"""

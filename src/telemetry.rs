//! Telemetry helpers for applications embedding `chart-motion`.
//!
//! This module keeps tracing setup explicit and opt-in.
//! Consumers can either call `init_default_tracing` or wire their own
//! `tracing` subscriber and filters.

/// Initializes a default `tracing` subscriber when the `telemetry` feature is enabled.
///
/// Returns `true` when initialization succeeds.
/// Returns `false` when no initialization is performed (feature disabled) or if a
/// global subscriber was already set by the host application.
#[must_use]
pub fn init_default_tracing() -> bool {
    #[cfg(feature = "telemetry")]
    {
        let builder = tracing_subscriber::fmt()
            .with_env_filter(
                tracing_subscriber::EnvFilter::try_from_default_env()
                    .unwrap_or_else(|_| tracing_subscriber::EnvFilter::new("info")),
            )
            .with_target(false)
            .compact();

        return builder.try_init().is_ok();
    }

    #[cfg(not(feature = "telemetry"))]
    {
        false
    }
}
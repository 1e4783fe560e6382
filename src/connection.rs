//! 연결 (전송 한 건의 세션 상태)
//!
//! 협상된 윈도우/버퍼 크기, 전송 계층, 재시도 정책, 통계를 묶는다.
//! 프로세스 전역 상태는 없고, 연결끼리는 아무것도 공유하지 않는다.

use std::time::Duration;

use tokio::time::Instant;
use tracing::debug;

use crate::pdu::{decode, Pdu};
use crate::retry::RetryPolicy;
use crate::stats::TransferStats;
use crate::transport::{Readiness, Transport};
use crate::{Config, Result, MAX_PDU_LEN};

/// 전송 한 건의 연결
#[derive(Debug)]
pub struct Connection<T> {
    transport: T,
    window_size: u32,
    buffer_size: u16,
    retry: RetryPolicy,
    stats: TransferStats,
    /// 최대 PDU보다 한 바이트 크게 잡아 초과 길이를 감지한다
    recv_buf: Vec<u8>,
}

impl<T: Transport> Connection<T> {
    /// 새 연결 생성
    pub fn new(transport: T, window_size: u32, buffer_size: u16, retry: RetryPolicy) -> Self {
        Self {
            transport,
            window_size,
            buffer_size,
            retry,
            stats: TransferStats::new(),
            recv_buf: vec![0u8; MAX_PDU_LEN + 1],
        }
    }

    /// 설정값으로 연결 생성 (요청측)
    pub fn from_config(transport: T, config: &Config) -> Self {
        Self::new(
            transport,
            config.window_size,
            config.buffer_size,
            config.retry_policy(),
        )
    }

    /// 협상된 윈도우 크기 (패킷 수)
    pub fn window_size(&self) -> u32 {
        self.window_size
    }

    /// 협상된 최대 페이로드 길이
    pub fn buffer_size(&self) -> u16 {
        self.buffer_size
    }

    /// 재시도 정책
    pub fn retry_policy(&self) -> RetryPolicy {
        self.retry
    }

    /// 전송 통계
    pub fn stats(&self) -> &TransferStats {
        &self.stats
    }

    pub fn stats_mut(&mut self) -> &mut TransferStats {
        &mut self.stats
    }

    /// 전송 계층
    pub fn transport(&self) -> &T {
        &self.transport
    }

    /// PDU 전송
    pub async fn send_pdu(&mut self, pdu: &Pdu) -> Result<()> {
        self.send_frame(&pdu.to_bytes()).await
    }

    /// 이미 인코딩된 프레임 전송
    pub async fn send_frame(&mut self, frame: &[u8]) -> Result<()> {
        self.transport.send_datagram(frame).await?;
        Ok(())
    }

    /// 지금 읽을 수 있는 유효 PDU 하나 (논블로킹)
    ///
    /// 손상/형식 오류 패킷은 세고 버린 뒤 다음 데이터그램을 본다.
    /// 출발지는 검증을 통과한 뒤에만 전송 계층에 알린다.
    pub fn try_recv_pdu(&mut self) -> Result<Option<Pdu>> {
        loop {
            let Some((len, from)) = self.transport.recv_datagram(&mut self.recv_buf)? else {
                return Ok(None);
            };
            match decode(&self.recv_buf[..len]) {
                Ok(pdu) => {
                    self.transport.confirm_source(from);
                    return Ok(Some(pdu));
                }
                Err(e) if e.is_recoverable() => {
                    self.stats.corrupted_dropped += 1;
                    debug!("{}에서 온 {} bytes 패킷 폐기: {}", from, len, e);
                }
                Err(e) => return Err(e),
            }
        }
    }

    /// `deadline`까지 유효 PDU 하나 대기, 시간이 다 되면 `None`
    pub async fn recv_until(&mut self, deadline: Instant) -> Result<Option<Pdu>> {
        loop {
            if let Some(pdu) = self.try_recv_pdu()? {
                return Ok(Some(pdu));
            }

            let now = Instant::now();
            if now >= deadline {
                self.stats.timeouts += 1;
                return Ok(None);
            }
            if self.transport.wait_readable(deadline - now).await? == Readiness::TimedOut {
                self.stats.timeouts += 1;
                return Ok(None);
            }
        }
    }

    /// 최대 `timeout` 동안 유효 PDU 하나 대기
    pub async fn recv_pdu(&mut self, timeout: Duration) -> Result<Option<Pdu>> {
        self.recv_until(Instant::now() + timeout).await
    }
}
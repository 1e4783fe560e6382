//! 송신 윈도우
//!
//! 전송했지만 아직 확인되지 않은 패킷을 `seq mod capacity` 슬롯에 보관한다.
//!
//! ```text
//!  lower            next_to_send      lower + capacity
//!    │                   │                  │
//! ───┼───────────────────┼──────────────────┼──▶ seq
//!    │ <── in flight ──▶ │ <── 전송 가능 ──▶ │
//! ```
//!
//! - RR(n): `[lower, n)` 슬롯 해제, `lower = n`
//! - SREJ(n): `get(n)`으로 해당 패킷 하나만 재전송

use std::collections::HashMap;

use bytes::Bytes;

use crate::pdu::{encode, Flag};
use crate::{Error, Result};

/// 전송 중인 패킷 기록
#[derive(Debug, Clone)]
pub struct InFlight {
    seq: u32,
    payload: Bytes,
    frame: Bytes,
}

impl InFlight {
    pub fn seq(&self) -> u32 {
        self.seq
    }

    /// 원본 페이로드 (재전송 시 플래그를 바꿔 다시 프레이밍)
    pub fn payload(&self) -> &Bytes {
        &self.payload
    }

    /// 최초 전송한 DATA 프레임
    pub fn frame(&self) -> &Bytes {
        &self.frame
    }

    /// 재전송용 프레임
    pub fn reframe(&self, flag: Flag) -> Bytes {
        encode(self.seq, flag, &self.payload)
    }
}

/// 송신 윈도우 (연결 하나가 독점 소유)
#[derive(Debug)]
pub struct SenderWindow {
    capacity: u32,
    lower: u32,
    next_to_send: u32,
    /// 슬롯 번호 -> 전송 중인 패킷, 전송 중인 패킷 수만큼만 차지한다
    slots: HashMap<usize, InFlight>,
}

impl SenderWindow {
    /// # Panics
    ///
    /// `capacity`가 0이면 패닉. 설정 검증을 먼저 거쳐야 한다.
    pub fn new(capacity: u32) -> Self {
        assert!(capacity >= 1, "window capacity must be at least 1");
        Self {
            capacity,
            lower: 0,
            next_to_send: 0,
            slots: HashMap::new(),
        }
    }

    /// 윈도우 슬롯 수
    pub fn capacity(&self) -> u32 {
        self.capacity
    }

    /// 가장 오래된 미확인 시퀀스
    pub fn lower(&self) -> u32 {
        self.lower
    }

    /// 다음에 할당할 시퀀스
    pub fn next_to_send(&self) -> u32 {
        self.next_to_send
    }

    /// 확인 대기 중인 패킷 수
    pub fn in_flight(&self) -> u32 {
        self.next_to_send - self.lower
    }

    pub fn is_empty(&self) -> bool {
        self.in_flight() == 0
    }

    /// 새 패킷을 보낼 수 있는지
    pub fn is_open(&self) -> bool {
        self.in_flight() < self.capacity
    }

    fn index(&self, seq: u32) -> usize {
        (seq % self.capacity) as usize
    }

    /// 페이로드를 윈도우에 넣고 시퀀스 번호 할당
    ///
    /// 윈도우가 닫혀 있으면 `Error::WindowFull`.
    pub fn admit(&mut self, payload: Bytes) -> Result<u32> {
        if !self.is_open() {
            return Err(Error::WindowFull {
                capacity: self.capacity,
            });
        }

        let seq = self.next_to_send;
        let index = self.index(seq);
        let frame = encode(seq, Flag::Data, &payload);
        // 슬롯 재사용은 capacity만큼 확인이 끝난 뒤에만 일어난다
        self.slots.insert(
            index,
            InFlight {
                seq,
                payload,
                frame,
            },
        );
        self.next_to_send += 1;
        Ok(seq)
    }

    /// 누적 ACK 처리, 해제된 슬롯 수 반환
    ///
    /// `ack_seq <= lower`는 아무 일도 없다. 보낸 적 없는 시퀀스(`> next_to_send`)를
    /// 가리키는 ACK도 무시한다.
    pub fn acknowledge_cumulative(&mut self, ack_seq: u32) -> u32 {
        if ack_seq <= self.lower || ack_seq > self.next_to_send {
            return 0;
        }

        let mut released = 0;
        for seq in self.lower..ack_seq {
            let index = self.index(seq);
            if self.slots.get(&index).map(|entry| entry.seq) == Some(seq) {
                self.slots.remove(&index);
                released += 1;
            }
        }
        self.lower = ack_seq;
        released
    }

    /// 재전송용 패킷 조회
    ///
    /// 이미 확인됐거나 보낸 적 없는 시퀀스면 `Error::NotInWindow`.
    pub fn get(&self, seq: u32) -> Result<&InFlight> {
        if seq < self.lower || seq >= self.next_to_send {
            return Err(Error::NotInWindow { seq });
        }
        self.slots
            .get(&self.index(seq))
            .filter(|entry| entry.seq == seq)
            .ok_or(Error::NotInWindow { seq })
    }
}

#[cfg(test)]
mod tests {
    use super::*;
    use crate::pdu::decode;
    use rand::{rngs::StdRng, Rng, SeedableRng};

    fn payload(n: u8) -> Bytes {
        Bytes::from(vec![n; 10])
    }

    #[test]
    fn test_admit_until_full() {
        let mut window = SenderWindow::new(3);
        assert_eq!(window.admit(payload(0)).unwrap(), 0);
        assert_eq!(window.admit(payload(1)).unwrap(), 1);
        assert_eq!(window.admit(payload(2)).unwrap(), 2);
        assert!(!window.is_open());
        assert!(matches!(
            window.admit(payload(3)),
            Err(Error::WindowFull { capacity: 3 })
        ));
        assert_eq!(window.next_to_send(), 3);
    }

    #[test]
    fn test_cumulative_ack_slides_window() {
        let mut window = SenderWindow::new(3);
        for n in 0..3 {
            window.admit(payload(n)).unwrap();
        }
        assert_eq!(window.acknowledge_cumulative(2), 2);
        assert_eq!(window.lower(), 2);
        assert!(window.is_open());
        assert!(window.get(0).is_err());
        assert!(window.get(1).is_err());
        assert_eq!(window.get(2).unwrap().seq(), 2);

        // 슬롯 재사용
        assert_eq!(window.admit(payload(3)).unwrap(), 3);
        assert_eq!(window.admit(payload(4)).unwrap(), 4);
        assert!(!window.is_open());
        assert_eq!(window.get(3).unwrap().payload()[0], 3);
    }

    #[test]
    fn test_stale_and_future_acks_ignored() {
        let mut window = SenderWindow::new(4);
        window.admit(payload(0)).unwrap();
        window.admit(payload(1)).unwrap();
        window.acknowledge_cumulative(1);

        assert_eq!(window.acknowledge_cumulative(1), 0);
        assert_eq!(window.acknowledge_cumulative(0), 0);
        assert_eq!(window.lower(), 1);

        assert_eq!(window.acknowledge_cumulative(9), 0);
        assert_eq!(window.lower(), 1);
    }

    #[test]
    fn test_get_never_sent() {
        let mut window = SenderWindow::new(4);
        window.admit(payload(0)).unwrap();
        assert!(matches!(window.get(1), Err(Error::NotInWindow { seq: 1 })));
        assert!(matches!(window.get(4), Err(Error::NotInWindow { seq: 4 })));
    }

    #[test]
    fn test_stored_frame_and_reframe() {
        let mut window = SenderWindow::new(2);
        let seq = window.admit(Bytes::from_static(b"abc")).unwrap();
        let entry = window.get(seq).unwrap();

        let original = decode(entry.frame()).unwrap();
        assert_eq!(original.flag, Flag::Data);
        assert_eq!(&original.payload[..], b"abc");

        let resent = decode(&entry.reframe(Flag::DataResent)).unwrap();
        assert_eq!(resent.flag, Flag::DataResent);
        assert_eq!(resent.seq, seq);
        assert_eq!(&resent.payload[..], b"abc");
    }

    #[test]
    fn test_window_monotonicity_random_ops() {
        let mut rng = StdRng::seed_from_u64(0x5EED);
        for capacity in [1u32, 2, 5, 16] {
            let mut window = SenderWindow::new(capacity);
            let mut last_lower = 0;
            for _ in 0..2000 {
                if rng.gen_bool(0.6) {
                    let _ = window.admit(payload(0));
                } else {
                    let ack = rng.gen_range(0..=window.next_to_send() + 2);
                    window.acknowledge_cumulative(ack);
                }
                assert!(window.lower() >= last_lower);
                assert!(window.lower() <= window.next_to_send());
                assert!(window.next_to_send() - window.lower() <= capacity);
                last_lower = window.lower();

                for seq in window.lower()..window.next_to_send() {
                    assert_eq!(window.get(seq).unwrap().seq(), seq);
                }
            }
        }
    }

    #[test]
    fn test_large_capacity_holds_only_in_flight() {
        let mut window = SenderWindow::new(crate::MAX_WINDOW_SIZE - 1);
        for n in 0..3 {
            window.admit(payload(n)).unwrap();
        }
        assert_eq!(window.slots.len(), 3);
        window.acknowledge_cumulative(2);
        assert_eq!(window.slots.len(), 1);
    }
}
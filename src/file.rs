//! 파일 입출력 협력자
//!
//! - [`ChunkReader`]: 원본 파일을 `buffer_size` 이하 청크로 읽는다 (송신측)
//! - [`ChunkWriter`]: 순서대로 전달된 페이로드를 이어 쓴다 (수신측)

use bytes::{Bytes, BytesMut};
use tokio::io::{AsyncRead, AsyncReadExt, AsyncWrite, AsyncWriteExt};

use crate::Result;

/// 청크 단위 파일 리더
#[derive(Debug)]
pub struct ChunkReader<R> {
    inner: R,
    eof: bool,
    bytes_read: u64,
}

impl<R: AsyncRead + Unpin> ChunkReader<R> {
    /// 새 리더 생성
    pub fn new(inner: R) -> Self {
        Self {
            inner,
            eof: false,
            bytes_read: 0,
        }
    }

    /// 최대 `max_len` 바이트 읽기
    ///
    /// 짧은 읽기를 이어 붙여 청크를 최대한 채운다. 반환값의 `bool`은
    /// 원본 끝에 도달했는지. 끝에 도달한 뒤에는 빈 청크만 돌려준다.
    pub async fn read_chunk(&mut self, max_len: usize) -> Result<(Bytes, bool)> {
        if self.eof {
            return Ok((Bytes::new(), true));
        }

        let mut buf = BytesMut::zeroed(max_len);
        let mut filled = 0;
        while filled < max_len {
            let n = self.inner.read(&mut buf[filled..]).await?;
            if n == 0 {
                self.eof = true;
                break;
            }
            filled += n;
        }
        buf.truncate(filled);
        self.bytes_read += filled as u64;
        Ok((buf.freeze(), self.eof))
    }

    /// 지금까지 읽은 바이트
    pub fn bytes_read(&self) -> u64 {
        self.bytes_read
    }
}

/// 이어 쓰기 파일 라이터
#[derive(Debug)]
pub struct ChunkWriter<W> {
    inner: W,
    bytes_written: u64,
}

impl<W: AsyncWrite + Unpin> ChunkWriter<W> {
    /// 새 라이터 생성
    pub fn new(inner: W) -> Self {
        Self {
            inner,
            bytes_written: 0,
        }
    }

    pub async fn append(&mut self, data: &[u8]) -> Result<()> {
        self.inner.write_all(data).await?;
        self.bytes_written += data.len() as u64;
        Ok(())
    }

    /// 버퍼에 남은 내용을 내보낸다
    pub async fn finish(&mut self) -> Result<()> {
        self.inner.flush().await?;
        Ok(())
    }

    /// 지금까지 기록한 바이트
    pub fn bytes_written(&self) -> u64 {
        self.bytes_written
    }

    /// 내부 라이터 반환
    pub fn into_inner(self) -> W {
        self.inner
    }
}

"""

Directions for this task: All that is wanted is the stretch of lines above from the one containing "이어 쓴다 (수신측)" through the one containing "self.eof = true;", duplicated exactly.

Finished task:
//! - [`ChunkWriter`]: 순서대로 전달된 페이로드를 이어 쓴다 (수신측)

use bytes::{Bytes, BytesMut};
use tokio::io::{AsyncRead, AsyncReadExt, AsyncWrite, AsyncWriteExt};

use crate::Result;

/// 청크 단위 파일 리더
#[derive(Debug)]
pub struct ChunkReader<R> {
    inner: R,
    eof: bool,
    bytes_read: u64,
}

impl<R: AsyncRead + Unpin> ChunkReader<R> {
    /// 새 리더 생성
    pub fn new(inner: R) -> Self {
        Self {
            inner,
            eof: false,
            bytes_read: 0,
        }
    }

    /// 최대 `max_len` 바이트 읽기
    ///
    /// 짧은 읽기를 이어 붙여 청크를 최대한 채운다. 반환값의 `bool`은
    /// 원본 끝에 도달했는지. 끝에 도달한 뒤에는 빈 청크만 돌려준다.
    pub async fn read_chunk(&mut self, max_len: usize) -> Result<(Bytes, bool)> {
        if self.eof {
            return Ok((Bytes::new(), true));
        }

        let mut buf = BytesMut::zeroed(max_len);
        let mut filled = 0;
        while filled < max_len {
            let n = self.inner.read(&mut buf[filled..]).await?;
            if n == 0 {
                self.eof = true;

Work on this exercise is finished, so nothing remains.